1. acute ischemic stroke in an adult in-patient who can complete screening and begin study treatment within 6 hours of stroke onset (onset time defined as the last time the patient was known to be at his/her usual level of functioning)
2. patient not a candidate for rTPA treatment because treatment cannot be started within the required 3 hours after stroke onset, or because rTPA treatment is refused.
Study Section A

Exclusion Criteria

1. intracranial hemorrhage;
2. subfalcine, transtentorial, or foramen magnum herniation on CT or MRI scan of the brain;
3. history of hypersensitivity or intolerance to or toxicity from enoxaparin, other heparinoids, heparin, minocycline, or other tetracyclines;
4. weight 125lbs or less;
5. active bleeding;
6. thrombolytic treatment or major surgery in the previous 24 hours;
7. anticipated need for treatment with coumarin, or a low-molecular weight heparin other than enoxaparin, or unfractionated heparin before 36 hours after stroke onset (but see deep venous thrombosis prophylaxis, below);
8. INR above the normal range;
9. known coagulopathy;
10. platelet count <100,000/mm3 (if the count drops below 100,000 while on enoxaparin, the medication will be stopped)

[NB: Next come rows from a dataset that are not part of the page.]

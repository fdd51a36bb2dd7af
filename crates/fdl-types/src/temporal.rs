use std::fmt;
use std::str::FromStr;

use chrono::{DateTime, SecondsFormat, SubsecRound, Utc};
use serde::{Deserialize, Deserializer, Serialize, Serializer};

use crate::deposit::DepositDate;
use crate::error::TypeError;

/// UTC wall-clock instant at millisecond precision.
///
/// The textual form is RFC 3339 with exactly three fractional digits and a
/// `Z` suffix, e.g. `2025-11-27T08:15:30.123Z`. This form feeds block
/// hashing, so it must survive a save/load cycle byte for byte: sub-millisecond
/// precision is dropped at construction.
#[derive(Clone, Copy, PartialEq, Eq, Hash, PartialOrd, Ord)]
pub struct Timestamp(DateTime<Utc>);

impl Timestamp {
    /// The current instant, truncated to milliseconds.
    pub fn now() -> Self {
        Self::from_datetime(Utc::now())
    }

    pub fn from_datetime(at: DateTime<Utc>) -> Self {
        Self(at.trunc_subsecs(3))
    }

    /// 1970-01-01T00:00:00.000Z.
    pub fn epoch() -> Self {
        Self(DateTime::<Utc>::default())
    }

    /// Build from milliseconds since the UNIX epoch.
    pub fn from_millis(ms: i64) -> Result<Self, TypeError> {
        DateTime::<Utc>::from_timestamp_millis(ms)
            .map(Self)
            .ok_or_else(|| TypeError::InvalidTimestamp(ms.to_string()))
    }

    pub fn as_datetime(&self) -> DateTime<Utc> {
        self.0
    }

    pub fn millis(&self) -> i64 {
        self.0.timestamp_millis()
    }

    /// Calendar day (UTC) this instant falls on.
    pub fn date(&self) -> DepositDate {
        DepositDate::from(self.0.date_naive())
    }

    /// Canonical RFC 3339 text used for hashing and persistence.
    pub fn to_rfc3339(&self) -> String {
        self.0.to_rfc3339_opts(SecondsFormat::Millis, true)
    }
}

impl FromStr for Timestamp {
    type Err = TypeError;

    fn from_str(s: &str) -> Result<Self, Self::Err> {
        DateTime::parse_from_rfc3339(s)
            .map(|dt| Self::from_datetime(dt.with_timezone(&Utc)))
            .map_err(|e| TypeError::InvalidTimestamp(format!("{s}: {e}")))
    }
}

impl Serialize for Timestamp {
    fn serialize<S: Serializer>(&self, serializer: S) -> Result<S::Ok, S::Error> {
        serializer.serialize_str(&self.to_rfc3339())
    }
}

impl<'de> Deserialize<'de> for Timestamp {
    fn deserialize<D: Deserializer<'de>>(deserializer: D) -> Result<Self, D::Error> {
        let raw = String::deserialize(deserializer)?;
        raw.parse().map_err(serde::de::Error::custom)
    }
}

impl fmt::Debug for Timestamp {
    fn fmt(&self, f: &mut fmt::Formatter<'_>) -> fmt::Result {
        write!(f, "Timestamp({})", self.to_rfc3339())
    }
}

impl fmt::Display for Timestamp {
    fn fmt(&self, f: &mut fmt::Formatter<'_>) -> fmt::Result {
        f.write_str(&self.to_rfc3339())
    }
}

#[cfg(test)]
mod tests {
    use super::*;
    use proptest::prelude::*;

    #[test]
    fn display_uses_millis_and_zulu() {
        let ts = Timestamp::from_millis(1_764_230_130_123).unwrap();
        assert_eq!(ts.to_string(), "2025-11-27T07:55:30.123Z");
    }

    #[test]
    fn now_has_no_sub_millisecond_part() {
        let ts = Timestamp::now();
        assert_eq!(ts.as_datetime().timestamp_subsec_nanos() % 1_000_000, 0);
    }

    #[test]
    fn parse_accepts_offsets_and_normalizes() {
        let ts: Timestamp = "2025-11-27T09:55:30.123+02:00".parse().unwrap();
        assert_eq!(ts.to_string(), "2025-11-27T07:55:30.123Z");
    }

    #[test]
    fn epoch_is_zero_millis() {
        assert_eq!(Timestamp::epoch().millis(), 0);
        assert_eq!(Timestamp::epoch().to_string(), "1970-01-01T00:00:00.000Z");
    }

    #[test]
    fn parse_rejects_garbage() {
        assert!("yesterday".parse::<Timestamp>().is_err());
    }

    #[test]
    fn date_is_utc_calendar_day() {
        let ts: Timestamp = "2025-11-27T23:59:59.999Z".parse().unwrap();
        assert_eq!(ts.date().to_string(), "20251127");
    }

    #[test]
    fn serde_uses_canonical_text() {
        let ts = Timestamp::from_millis(0).unwrap();
        let json = serde_json::to_string(&ts).unwrap();
        assert_eq!(json, "\"1970-01-01T00:00:00.000Z\"");
    }

    proptest! {
        #[test]
        fn text_form_survives_reparse(ms in 0i64..4_102_444_800_000) {
            let ts = Timestamp::from_millis(ms).unwrap();
            let reparsed: Timestamp = ts.to_string().parse().unwrap();
            prop_assert_eq!(ts, reparsed);
            prop_assert_eq!(ts.to_string(), reparsed.to_string());
        }
    }
}
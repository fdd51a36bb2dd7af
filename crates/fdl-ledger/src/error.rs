use fdl_store::StoreError;
use fdl_types::DepositId;

use crate::validation::ViolationKind;

/// Errors produced by ledger operations.
#[derive(Debug, thiserror::Error)]
pub enum LedgerError {
    /// The chain snapshot or a sequence counter could not be written.
    #[error("persistence failure: {0}")]
    Persistence(#[from] StoreError),

    #[error("integrity violation at block {index}: {kind}")]
    IntegrityViolation { index: u64, kind: ViolationKind },

    #[error("serialization error: {0}")]
    Serialization(String),
}

/// Result alias for ledger operations.
pub type LedgerResult<T> = Result<T, LedgerError>;

/// Errors surfaced by [`crate::DepositOrchestrator`].
///
/// Every variant past `Allocation` means an id had been reserved; the
/// orchestrator has already attempted to give it back.
#[derive(Debug, thiserror::Error)]
pub enum DepositError {
    /// No id could be reserved; nothing was written to the chain.
    #[error("sequence allocation failed: {0}")]
    Allocation(#[source] LedgerError),

    /// The block could not be appended; the reserved id was rolled back.
    #[error("chain append failed for deposit {id}: {source}")]
    Append {
        id: DepositId,
        #[source]
        source: LedgerError,
    },

    /// The append failed and giving the id back failed as well. The id stays
    /// consumed and leaves a gap in the day's sequence.
    #[error("rollback of deposit id {id} failed ({rollback}) after append failed ({append})")]
    RollbackFailed {
        id: DepositId,
        rollback: LedgerError,
        append: LedgerError,
    },
}
use anyhow::{bail, Context};
use colored::Colorize;
use fdl_sdk::{
    DepositEntry, DepositId, DepositRequest, DepositVault, FileCheck, FileHash, LoadOutcome,
    OwnedLookup, OwnerId, ReportEntry, VaultConfig,
};
use serde::Serialize;

use crate::cli::*;

pub fn run_command(cli: Cli) -> anyhow::Result<()> {
    let config = resolve_config(&cli)?;
    let format = cli.format;
    if let Command::Config(_) = cli.command {
        return cmd_config(&config, format);
    }

    let vault = DepositVault::open(config.clone())
        .with_context(|| format!("opening vault in {}", config.data_dir.display()))?;
    if let LoadOutcome::Recovered { reason } = vault.load_outcome()? {
        eprintln!("{} chain snapshot was unreadable and has been reset ({reason})", "warning:".yellow().bold());
    }

    let result = match cli.command {
        Command::Init(_) => cmd_init(&vault, &config, format),
        Command::Status(_) => cmd_status(&vault, format),
        Command::Deposit(args) => cmd_deposit(&vault, args, format),
        Command::Verify(_) => cmd_verify(&vault, format),
        Command::Show(args) => cmd_show(&vault, args, format),
        Command::Find(args) => cmd_find(&vault, args, format),
        Command::Search(args) => {
            let owner = parse_owner(&args.owner)?;
            print_entries(&vault.search(&owner, &args.name)?, format)
        }
        Command::List(args) => {
            let owner = parse_owner(&args.owner)?;
            print_entries(&vault.deposits_of(&owner)?, format)
        }
        Command::Check(args) => cmd_check(&vault, args, format),
        Command::Report(args) => cmd_report(&vault, args, format),
        Command::Config(_) => Ok(()),
    };
    vault.shutdown()?;
    result
}

fn resolve_config(cli: &Cli) -> anyhow::Result<VaultConfig> {
    let mut config = match &cli.config {
        Some(path) => VaultConfig::load(path)?,
        None => VaultConfig::default(),
    };
    if let Some(dir) = &cli.data_dir {
        config.data_dir = dir.clone();
    }
    Ok(config)
}

fn parse_owner(raw: &str) -> anyhow::Result<OwnerId> {
    raw.parse().with_context(|| format!("invalid owner id {raw:?}"))
}

fn parse_id(raw: &str) -> anyhow::Result<DepositId> {
    raw.parse().with_context(|| format!("invalid deposit id {raw:?}"))
}

fn print_json<T: Serialize>(value: &T) -> anyhow::Result<()> {
    println!("{}", serde_json::to_string_pretty(value)?);
    Ok(())
}

fn print_entry(entry: &DepositEntry) {
    let r = &entry.record;
    println!("{}  {}", r.id.to_string().yellow().bold(), r.file_name.bold());
    println!("  Owner: {}", r.owner_id);
    println!("  File hash: {}", r.file_hash.as_str().cyan());
    println!("  Size: {} bytes, type {}", r.file_size, r.file_type);
    println!("  Deposited: {}", r.deposit_time);
    println!(
        "  Block: #{} {} (prev {})",
        entry.block.index,
        entry.block.hash.short().dimmed(),
        entry.block.prev_hash.short().dimmed()
    );
}

fn print_entries(entries: &[DepositEntry], format: OutputFormat) -> anyhow::Result<()> {
    if format == OutputFormat::Json {
        return print_json(&entries);
    }
    if entries.is_empty() {
        println!("No deposits found.");
    }
    for entry in entries {
        print_entry(entry);
    }
    Ok(())
}

fn cmd_init(vault: &DepositVault, config: &VaultConfig, format: OutputFormat) -> anyhow::Result<()> {
    let status = vault.status()?;
    if format == OutputFormat::Json {
        return print_json(&status);
    }
    println!("{} Deposit ledger ready in {}", "✓".green().bold(), config.data_dir.display().to_string().bold());
    println!("  Chain: {}", config.chain_path().display());
    println!("  Blocks: {}, tail {}", status.blocks, status.latest_hash.short().yellow());
    Ok(())
}

fn cmd_status(vault: &DepositVault, format: OutputFormat) -> anyhow::Result<()> {
    let status = vault.status()?;
    if format == OutputFormat::Json {
        return print_json(&status);
    }
    println!("Blocks: {} ({} deposits)", status.blocks.to_string().bold(), status.deposits);
    println!("Tail: #{} {}", status.latest_index, status.latest_hash.as_str().yellow());
    println!("Loaded: {}", status.load_outcome);
    Ok(())
}

fn cmd_deposit(vault: &DepositVault, args: DepositArgs, format: OutputFormat) -> anyhow::Result<()> {
    let owner = parse_owner(&args.owner)?;
    let receipt = match (args.file, args.file_hash, args.name, args.size) {
        (Some(path), _, _, _) => vault.deposit_file(&path, owner, args.file_type)?,
        (None, Some(hash), Some(name), Some(size)) => {
            let file_hash = FileHash::parse_sha256(&hash).context("file hash must be 64 hex digits")?;
            vault.deposit(DepositRequest {
                file_hash,
                file_name: name,
                file_size: size,
                file_type: args.file_type,
                owner_id: owner,
            })?
        }
        _ => bail!("pass a file hash with --name and --size, or --file"),
    };

    if format == OutputFormat::Json {
        return print_json(&receipt);
    }
    println!("{} Deposit {} recorded", "✓".green().bold(), receipt.deposit_id.to_string().yellow().bold());
    println!("  Block: #{} {}", receipt.block_index, receipt.block_hash.as_str());
    println!("  Previous: {}", receipt.prev_block_hash.as_str().dimmed());
    Ok(())
}

fn cmd_verify(vault: &DepositVault, format: OutputFormat) -> anyhow::Result<()> {
    let result = vault.verify()?;
    if format == OutputFormat::Json {
        print_json(&result)?;
    } else if result.ok {
        println!("{} Deposit chain intact ({} blocks)", "✓".green().bold(), result.blocks_checked);
    } else {
        println!("{} Deposit chain tampered", "✗".red().bold());
        if let (Some(index), Some(reason)) = (result.first_bad_index, result.reason) {
            println!("  First bad block: #{}", index.to_string().red());
            println!("  Reason: {reason}");
        }
    }
    if !result.ok {
        bail!("chain integrity check failed");
    }
    Ok(())
}

fn cmd_show(vault: &DepositVault, args: ShowArgs, format: OutputFormat) -> anyhow::Result<()> {
    let id = parse_id(&args.deposit_id)?;
    let entry = match &args.owner {
        Some(owner) => match vault.owned_deposit(&id, &parse_owner(owner)?)? {
            OwnedLookup::Found(entry) => Some(entry),
            OwnedLookup::NotFound => None,
            OwnedLookup::OtherOwner => bail!("deposit {id} belongs to another owner"),
        },
        None => vault.deposit_by_id(&id)?,
    };
    match entry {
        Some(entry) if format == OutputFormat::Json => print_json(&entry),
        Some(entry) => {
            print_entry(&entry);
            Ok(())
        }
        None => bail!("no deposit with id {id}"),
    }
}

fn cmd_find(vault: &DepositVault, args: FindArgs, format: OutputFormat) -> anyhow::Result<()> {
    match vault.check_file_hash(&args.file_hash.to_lowercase())? {
        FileCheck::Intact { entry } if format == OutputFormat::Json => print_json(&entry),
        FileCheck::Intact { entry } => {
            print_entry(&entry);
            Ok(())
        }
        FileCheck::ChainTampered { index, kind } => {
            bail!("chain tampered at block #{index} ({kind}); refusing to answer")
        }
        _ => bail!("no deposit of file {}", args.file_hash),
    }
}

fn cmd_check(vault: &DepositVault, args: CheckArgs, format: OutputFormat) -> anyhow::Result<()> {
    let id = parse_id(&args.deposit_id)?;
    let check = vault.check_file(&id, &args.file_hash)?;
    if format == OutputFormat::Json {
        print_json(&check)?;
    } else {
        match &check {
            FileCheck::Intact { entry } => {
                println!("{} {} matches deposit {}", "✓".green().bold(), entry.record.file_name.bold(), id);
            }
            FileCheck::FileTampered { expected, actual, .. } => {
                println!("{} File does not match deposit {}", "✗".red().bold(), id);
                println!("  Recorded: {}", expected.green());
                println!("  Supplied: {}", actual.red());
            }
            FileCheck::ChainTampered { index, kind } => {
                println!("{} Chain tampered at block #{} ({})", "✗".red().bold(), index, kind);
            }
            FileCheck::UnknownDeposit | FileCheck::UnknownFile => {
                println!("No deposit with id {}", id.to_string().yellow());
            }
        }
    }
    if !check.is_intact() {
        bail!("file check failed");
    }
    Ok(())
}

fn cmd_report(vault: &DepositVault, args: ReportArgs, format: OutputFormat) -> anyhow::Result<()> {
    let id = parse_id(&args.deposit_id)?;
    let entry = match vault.report_entry(&id)? {
        ReportEntry::Found { entry } => entry,
        ReportEntry::UnknownDeposit => bail!("no deposit with id {id}"),
        ReportEntry::ChainTampered { index, kind } => {
            bail!("chain tampered at block #{index} ({kind}); no report issued")
        }
    };
    if format == OutputFormat::Json {
        return print_json(&entry);
    }
    println!("{}", "Deposit certificate".bold().underline());
    print_entry(&entry);
    println!("  Block time: {}", entry.block.timestamp);
    println!("  Block hash: {}", entry.block.hash.as_str());
    Ok(())
}

fn cmd_config(config: &VaultConfig, format: OutputFormat) -> anyhow::Result<()> {
    if format == OutputFormat::Json {
        return print_json(config);
    }
    print!("{}", config.to_toml()?);
    Ok(())
}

11. pregnancy or lactation;
12. undergoing dialysis; severe renal impairment (creatinine clearance known or estimated to be <30ml/min);
13. mean arterial BP (taken to be 1/3 of the difference in mm Hg between diastolic BP and systolic BP, added to the diastolic BP) of 130 mm Hg or greater; (if the mean arterial BP is 130 mm Hg or greater but can be reduced by treatment to < 130 mm Hg, with systolic BP in the 150 169 mm Hg range, the patient may be entered).
Patients in Study Section A will be randomly assigned to one of the four treatment arms: enoxaparin, minocycline, enoxaparin and minocycline, or no intervention.
Study Section B Inclusion Criteria:
1. acute ischemic stroke in an adult in-patient who can complete screening and begin study treatment within 24 hours of stroke onset (onset time defined as the last time the patient was known to be at his/her usual level of functioning;)
2. patient does not qualify for, or declines to participate in, Study Section A.
Study Section B Exclusion Criteria:
1. acute primary intracranial hemorrhage;
2. subfalcine, transtentorial, or foramen magnum herniation on CT or MRI scan of the brain;
3. pregnancy or lactation.
Patients in Study Section B will be randomly assigned to one of TWO treatment arms: minocycline, or no intervention.